WHAT YOU HAVE TO DO: Return exactly the span of lines in the following data that opens with the line containing "execution unit evaluation" and closes with the line containing "pub trait SubmissionGateway: Send". Include nothing else.

-------- SOURCE MATERIAL

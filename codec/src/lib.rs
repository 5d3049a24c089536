mod address;
mod certs;
mod script_data;
mod tx;
mod utxo;
mod witness;

pub use address::*;
pub use certs::*;
pub use script_data::*;
pub use tx::*;
pub use utxo::*;
pub use witness::*;
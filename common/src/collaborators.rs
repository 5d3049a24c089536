//! Interfaces to the systems a build talks to but does not own

use anyhow::Result;
use async_trait::async_trait;
use serde::Serialize;

use crate::{
    protocol_params::ProtocolParams, EvaluationResult, MintError, Network, NetworkId, Slot,
    TxHash,
};

/// A CIP-30 style wallet. Byte payloads are the raw CBOR the wallet speaks,
/// addresses are raw address bytes.
#[async_trait]
pub trait Wallet: Send + Sync {
    async fn network_id(&self) -> Result<NetworkId>;

    async fn used_addresses(&self) -> Result<Vec<Vec<u8>>>;

    async fn reward_addresses(&self) -> Result<Vec<Vec<u8>>>;

    /// Encoded `[input, output]` pairs
    async fn utxos(&self) -> Result<Vec<Vec<u8>>>;

    /// Wallet-designated collateral, `None` when the wallet has no such concept
    async fn collateral(&self) -> Result<Option<Vec<Vec<u8>>>>;

    /// Sign a transaction, returning an encoded witness set holding only vkey witnesses
    async fn sign_tx(&self, tx: &[u8], partial: bool) -> Result<Vec<u8>>;

    async fn submit_tx(&self, tx: &[u8]) -> Result<TxHash>;
}

/// Remote execution unit evaluation
#[async_trait]
pub trait Evaluator: Send + Sync {
    async fn evaluate(&self, draft: &[u8], network: Network) -> Result<EvaluationResult>;
}

/// Chain queries needed once per build
#[async_trait]
pub trait ChainParams: Send + Sync {
    async fn protocol_params(&self, network: Network) -> Result<ProtocolParams>;

    async fn latest_slot(&self, network: Network) -> Result<Slot>;
}

/// Where a signed transaction is sent
#[async_trait]
pub trait SubmissionGateway: Send + Sync {
    async fn submit(&self, tx: &[u8]) -> Result<TxHash>;
}

/// Result of a successful build
#[derive(Debug, Clone, PartialEq, Eq, Serialize)]
pub struct MintReceipt {
    pub tx_hash: TxHash,
    pub payment_address: String,
    pub network: Network,
}

/// Presentation hooks invoked only once a build has finished
#[async_trait]
pub trait Notifier: Send + Sync {
    async fn success(&self, receipt: &MintReceipt) -> Result<()>;

    async fn failure(&self, error: &MintError) -> Result<()>;
}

----------------

EXERCISE RESULT:
/// Remote execution unit evaluation
#[async_trait]
pub trait Evaluator: Send + Sync {
    async fn evaluate(&self, draft: &[u8], network: Network) -> Result<EvaluationResult>;
}

/// Chain queries needed once per build
#[async_trait]
pub trait ChainParams: Send + Sync {
    async fn protocol_params(&self, network: Network) -> Result<ProtocolParams>;

    async fn latest_slot(&self, network: Network) -> Result<Slot>;
}

/// Where a signed transaction is sent
#[async_trait]
pub trait SubmissionGateway: Send + Sync {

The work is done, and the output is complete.